4. En troisième lieu, le préjudice moral allégué par M. et Mme E..., lié à la crainte de subir de nouvelles inondations, résulte également de l'implantation d'une construction à usage d'habitation sur ce terrain, autorisée par les arrêtés de permis de construire des 20 mars 2007 et 24 septembre 2007 délivrés par le maire d'Urcuit au nom de la commune, mais ne présente pas de lien direct avec les manquements allégués des services de l'État dans l'élaboration de la carte d'aléas qui, ainsi qu'il a été dit ci-dessus, n'emporte pas, par elle-même, autorisation de construire.

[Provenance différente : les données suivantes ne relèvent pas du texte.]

//! Parsing and formatting for OCI image references (`host/repo:tag` or
//! `host/repo@sha256:...`).

use std::fmt;

use crate::error::OciError;

#[derive(Debug, Clone, PartialEq, Eq)]
pub enum Locator {
    Tag(String),
    Digest(String),
}

impl fmt::Display for Locator {
    fn fmt(&self, f: &mut fmt::Formatter<'_>) -> fmt::Result {
        match self {
            Locator::Tag(t) => write!(f, ":{t}"),
            Locator::Digest(d) => write!(f, "@{d}"),
        }
    }
}

/// A fully parsed reference to an OCI artifact: registry host, repository
/// path, and either a tag or a content digest.
#[derive(Debug, Clone, PartialEq, Eq)]
pub struct OciImageReference {
    pub host: String,
    pub repository: String,
    pub locator: Locator,
}

impl OciImageReference {
    pub fn parse(raw: &str) -> Result<Self, OciError> {
        let (before_locator, locator) = if let Some(idx) = raw.rfind('@') {
            (&raw[..idx], Locator::Digest(raw[idx + 1..].to_string()))
        } else if let Some(idx) = raw.rfind(':') {
            // Guard against a bare port in the host component, e.g.
            // `registry.example:5000/repo` with no tag.
            let after = &raw[idx + 1..];
            if after.contains('/') {
                (raw, Locator::Tag("latest".to_string()))
            } else {
                (&raw[..idx], Locator::Tag(after.to_string()))
            }
        } else {
            (raw, Locator::Tag("latest".to_string()))
        };

        let mut parts = before_locator.splitn(2, '/');
        let host = parts
            .next()
            .filter(|h| !h.is_empty())
            .ok_or_else(|| OciError::InvalidReference(raw.to_string()))?
            .to_string();
        let repository = parts
            .next()
            .filter(|r| !r.is_empty())
            .ok_or_else(|| OciError::InvalidReference(raw.to_string()))?
            .to_string();

        Ok(Self {
            host,
            repository,
            locator,
        })
    }

    /// Replaces the locator with a content digest, used when canonicalizing a
    /// tag reference to the digest it resolved to before replication.
    #[must_use]
    pub fn with_digest(&self, digest: impl Into<String>) -> Self {
        Self {
            host: self.host.clone(),
            repository: self.repository.clone(),
            locator: Locator::Digest(digest.into()),
        }
    }

    #[must_use]
    pub fn blob_url(&self, digest: &str) -> String {
        format!(
            "https://{}/v2/{}/blobs/{}",
            self.host, self.repository, digest
        )
    }

    #[must_use]
    pub fn manifest_url(&self) -> String {
        format!(
            "https://{}/v2/{}/manifests/{}",
            self.host,
            self.repository,
            match &self.locator {
                Locator::Tag(t) => t.clone(),
                Locator::Digest(d) => d.clone(),
            }
        )
    }
}

impl fmt::Display for OciImageReference {
    fn fmt(&self, f: &mut fmt::Formatter<'_>) -> fmt::Result {
        write!(f, "{}/{}{}", self.host, self.repository, self.locator)
    }
}

#[cfg(test)]
mod tests {
    use super::*;

    #[test]
    fn parses_tag_reference() {
        let r = OciImageReference::parse("registry.example/org/repo:1.2.3").unwrap();
        assert_eq!(r.host, "registry.example");
        assert_eq!(r.repository, "org/repo");
        assert_eq!(r.locator, Locator::Tag("1.2.3".to_string()));
    }

    #[test]
    fn parses_digest_reference() {
        let r = OciImageReference::parse("registry.example/org/repo@sha256:abc").unwrap();
        assert_eq!(r.locator, Locator::Digest("sha256:abc".to_string()));
    }

    #[test]
    fn defaults_to_latest_when_no_tag_given() {
        let r = OciImageReference::parse("registry.example/org/repo").unwrap();
        assert_eq!(r.locator, Locator::Tag("latest".to_string()));
    }

    #[test]
    fn host_with_port_is_not_mistaken_for_a_tag() {
        let r = OciImageReference::parse("registry.example:5000/org/repo:1.0").unwrap();
        assert_eq!(r.host, "registry.example:5000");
        assert_eq!(r.locator, Locator::Tag("1.0".to_string()));
    }

    #[test]
    fn rejects_reference_with_no_repository_path() {
        assert!(OciImageReference::parse("registry.example").is_err());
    }
}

5. Enfin, l'expertise judiciaire dont se prévalent M. et Mme E... n'a, en l'espèce, pas été utile à la détermination de leur préjudice indemnisable. Il n'y a, dès lors, pas lieu de leur accorder une indemnité représentative des frais qu'ils ont exposés afin que cette expertise soit réalisée.

6. Il résulte de tout ce qui précède que M. et Mme E... ne sont pas fondés à soutenir que c'est à tort que, par le jugement attaqué, le tribunal administratif de Pau a rejeté leur demande. Leur requête doit ainsi être rejetée, y compris leurs conclusions présentées au titre de l'article L. 761-1 du code de justice administrative.

DECIDE :

Article 1er : La requête de M. et Mme E... est rejetée.

Article 2 : Le présent arrêt sera notifié à M. B... E..., à Mme D... C... A... et à la ministre de la transition écologique.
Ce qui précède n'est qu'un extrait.